→ **WHAT TO DO**: Everything in the data below is left aside except the lines from the one containing "self.class() == ErrorClass::TransientNetwork" through the one containing "assert_eq!(SiloError::BadPassword.class(), ErrorClass::Input);"; repeat those exactly.

→ **MATERIAL PROVIDED**:
·····
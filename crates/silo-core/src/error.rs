//! Error taxonomy for Silo operations
//!
//! Workers translate low-level failures into this taxonomy and commit
//! state changes before signalling the coordinator; callers receive a
//! structured result, never a raw backtrace.

use crate::types::{FolderId, Sha256Digest, ShareId, UserId};
use thiserror::Error;

/// Result type alias for coordinator-facing operations
pub type Result<T> = std::result::Result<T, SiloError>;

/// Coarse classification driving retry and surfacing policy
#[derive(Clone, Copy, Debug, PartialEq, Eq)]
pub enum ErrorClass {
    /// Returned to the caller; never retried
    Input,
    /// Specific article/segment discarded; retrieval fails over to
    /// redundancy copies
    Integrity,
    /// Retried with exponential backoff and jitter
    TransientNetwork,
    /// Marked failed and surfaced; no retry
    PermanentNetwork,
    /// Operation aborts; partial work stays recoverable on restart
    Resource,
    /// Bug or environment problem outside the taxonomy
    Internal,
}

/// Errors crossing component boundaries
#[derive(Error, Debug)]
pub enum SiloError {
    // === Input ===
    #[error("Invalid path: {0}")]
    InvalidPath(String),

    #[error("Path escapes folder root: {0}")]
    PathEscapesRoot(String),

    #[error("Folder {folder} is not owned by user {user}")]
    FolderNotOwned { folder: FolderId, user: UserId },

    #[error("Unknown share ID: {0}")]
    UnknownShareId(ShareId),

    #[error("Share has expired: {0}")]
    ShareExpired(ShareId),

    #[error("Bad password")]
    BadPassword,

    #[error("No such user: {0}")]
    NoSuchUser(UserId),

    #[error("No such folder: {0}")]
    NoSuchFolder(FolderId),

    #[error("Permission denied")]
    PermissionDenied,

    // === Integrity ===
    #[error("Hash mismatch: expected {expected}, got {actual}")]
    HashMismatch {
        expected: Sha256Digest,
        actual: Sha256Digest,
    },

    #[error("AES-GCM tag verification failed")]
    GcmTagFailure,

    #[error("Signature verification failed")]
    SignatureInvalid,

    #[error("Key wrap or unwrap failed")]
    KeyWrapFailure,

    #[error("Reconstruction failed for {0}")]
    ReconstructionFailure(String),

    #[error("Segment exceeds configured size: {length} > {max}")]
    SegmentOversize { length: u64, max: u64 },

    // === Transient network ===
    #[error("Connection pool exhausted")]
    PoolExhausted,

    #[error("Connect timed out")]
    ConnectTimeout,

    #[error("Read timed out")]
    ReadTimeout,

    #[error("NNTP temporary failure: {0}")]
    NntpTempFailure(u16),

    // === Permanent network ===
    #[error("NNTP permanent failure: {0}")]
    NntpPermFailure(u16),

    #[error("Authentication rejected by upstream")]
    AuthRejected,

    #[error("Upstream unreachable: {0}")]
    Unreachable(String),

    // === Resource ===
    #[error("Disk full")]
    DiskFull,

    #[error("Out of memory")]
    OutOfMemory,

    // === Control ===
    #[error("Operation cancelled")]
    Cancelled,

    // === Internal ===
    #[error("Storage failure: {0}")]
    Storage(String),

    #[error("Crypto failure: {0}")]
    Crypto(String),

    #[error("I/O failure: {0}")]
    Io(#[from] std::io::Error),

    #[error("Internal error: {0}")]
    Internal(String),
}

impl SiloError {
    /// Which retry/surfacing policy applies
    pub fn class(&self) -> ErrorClass {
        use SiloError::*;
        match self {
            InvalidPath(_) | PathEscapesRoot(_) | FolderNotOwned { .. } | UnknownShareId(_)
            | ShareExpired(_) | BadPassword | NoSuchUser(_) | NoSuchFolder(_)
            | PermissionDenied => ErrorClass::Input,

            HashMismatch { .. } | GcmTagFailure | SignatureInvalid | KeyWrapFailure
            | ReconstructionFailure(_) | SegmentOversize { .. } => ErrorClass::Integrity,

            PoolExhausted | ConnectTimeout | ReadTimeout | NntpTempFailure(_) => {
                ErrorClass::TransientNetwork
            }

            NntpPermFailure(_) | AuthRejected | Unreachable(_) => ErrorClass::PermanentNetwork,

            DiskFull | OutOfMemory => ErrorClass::Resource,

            Cancelled | Storage(_) | Crypto(_) | Io(_) | Internal(_) => ErrorClass::Internal,
        }
    }

    /// Whether a retry with backoff is warranted
    pub fn is_transient(&self) -> bool {
        self.class() == ErrorClass::TransientNetwork
    }
}

#[cfg(test)]
mod tests {
    use super::*;

    #[test]
    fn test_error_classes() {
        assert_eq!(SiloError::BadPassword.class(), ErrorClass::Input);
        assert_eq!(SiloError::GcmTagFailure.class(), ErrorClass::Integrity);
        assert_eq!(SiloError::PoolExhausted.class(), ErrorClass::TransientNetwork);
        assert_eq!(SiloError::NntpPermFailure(500).class(), ErrorClass::PermanentNetwork);
        assert_eq!(SiloError::DiskFull.class(), ErrorClass::Resource);
    }

    #[test]
    fn test_transient_retry_policy() {
        assert!(SiloError::NntpTempFailure(441).is_transient());
        assert!(SiloError::ReadTimeout.is_transient());
        assert!(!SiloError::NntpPermFailure(502).is_transient());
        assert!(!SiloError::BadPassword.is_transient());
    }
}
·····
→ **RESPONSE TO THIS EXERCISE**:
        self.class() == ErrorClass::TransientNetwork
    }
}

#[cfg(test)]
mod tests {
    use super::*;

    #[test]
    fn test_error_classes() {
        assert_eq!(SiloError::BadPassword.class(), ErrorClass::Input);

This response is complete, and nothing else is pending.